File: Germany's powerful Verdi union said 71 percent of members had accepted the deal, calling it a "vote of solidarity among Lufthansa employees". AFP/Silas Stein
BERLIN - Ground crew at Germany's beleaguered airline giant Lufthansa have agreed to a $240-million cut in personnel costs in exchange for avoiding forced redundancies until March 2022, trade union Verdi said.
The agreement covers 35,000 staff in Germany and includes the cancellation of bonuses and a suspension of wage increases, as the air industry confronts an unprecedented slump in travel demand because of the pandemic.

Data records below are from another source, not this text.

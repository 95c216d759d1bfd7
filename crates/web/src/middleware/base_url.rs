use std::sync::Arc;

use axum::{
    extract::{self},
    http::HeaderMap,
    middleware::Next,
    response::IntoResponse,
};

/// Base url for generated links, honoring reverse-proxy forwarding headers.
#[derive(Debug, Clone)]
pub struct BaseUrl {
    proto: String,
    host: String,
    prefix: String,
}

impl BaseUrl {
    pub fn from_headers(headers: &HeaderMap) -> Self {
        let proto = headers
            .get("x-forwarded-proto")
            .and_then(|v| v.to_str().ok())
            .unwrap_or("http")
            .to_string();

        let host = headers
            .get("x-forwarded-host")
            .and_then(|v| v.to_str().ok())
            .or_else(|| headers.get("host").and_then(|v| v.to_str().ok()))
            .unwrap_or("localhost")
            .to_string();

        let prefix = headers
            .get("x-forwarded-prefix")
            .and_then(|v| v.to_str().ok())
            .unwrap_or("")
            .to_string();

        BaseUrl {
            proto,
            host,
            prefix,
        }
    }

    pub fn full_url<S: Into<String>>(&self, path: S) -> String {
        format!(
            "{}://{}{}{}",
            self.proto,
            self.host,
            self.prefix,
            path.into()
        )
    }
}

pub async fn base_url_middleware(
    req: extract::Request,
    next: Next,
) -> impl IntoResponse {
    let headers = req.headers().clone();
    let base_url = BaseUrl::from_headers(&headers);

    let mut req = req;
    req.extensions_mut().insert(Arc::new(base_url));

    next.run(req).await
}
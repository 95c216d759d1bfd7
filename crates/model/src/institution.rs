use schemars::JsonSchema;
use serde::{Deserialize, Serialize};
use utility::{geo::GeoPoint, id::HasId};

use crate::ExampleData;

#[derive(Debug, Clone, Copy, PartialEq, Eq, Serialize, Deserialize, JsonSchema)]
#[serde(rename_all = "SCREAMING_SNAKE_CASE")]
pub enum InstitutionCategory {
    Hospital,
    Clinic,
    Laboratory,
    Other,
}

#[serde_with::skip_serializing_none]
#[derive(Debug, Clone, Serialize, Deserialize, JsonSchema)]
#[serde(rename_all = "camelCase")]
pub struct MedicalInstitution {
    pub name: String,
    pub category: InstitutionCategory,
    pub address: Option<String>,
    pub location: Option<GeoPoint>,
}

impl HasId for MedicalInstitution {
    type IdType = String;
}

impl ExampleData for MedicalInstitution {
    fn example_data() -> Self {
        MedicalInstitution {
            name: "Städtisches Krankenhaus Kiel".to_owned(),
            category: InstitutionCategory::Hospital,
            address: Some("Chemnitzstraße 33, 24116 Kiel".to_owned()),
            location: GeoPoint::new(10.1081, 54.3289).ok(),
        }
    }
}
pub mod base_url;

The deal also allows for early retirement and voluntary redundancies and will protect employees from compulsory layoffs until the end of March 2022.
Germany's powerful Verdi union said 71 percent of members had accepted the deal, calling it a "vote of solidarity among Lufthansa employees".
Lufthansa's human resources chief Michael Niggemann said he was "pleased" about the outcome.
He said work should now start on agreeing measures from 2022, when the government's short-time work scheme to help firms through the Covid-19 crisis is set to end.
Lufthansa, which received a nine-billon-euro bailout from the German government in June to stay afloat, has previously said it plans to cut around 30,000 jobs by the end of the year.
The group has already agreed a 500-million-euro cost-saving programme with cabin crew.
Pilots' jobs are guaranteed until April 2021, but a longer-term agreement is currently being negotiated that could include forced redundancies.
Lufthansa said last month it was bracing for a "hard and challenging" winter after the pandemic forced it to scale down its flight schedule to levels not seen since the 1970s.
The airline group -- which also includes Swiss, Austrian and Brussels Airlines -- posted a 5.6 billion euro loss in the first nine months of 2020 and said it expects to burn through 350 million euros in cash per month during the fourth quarter.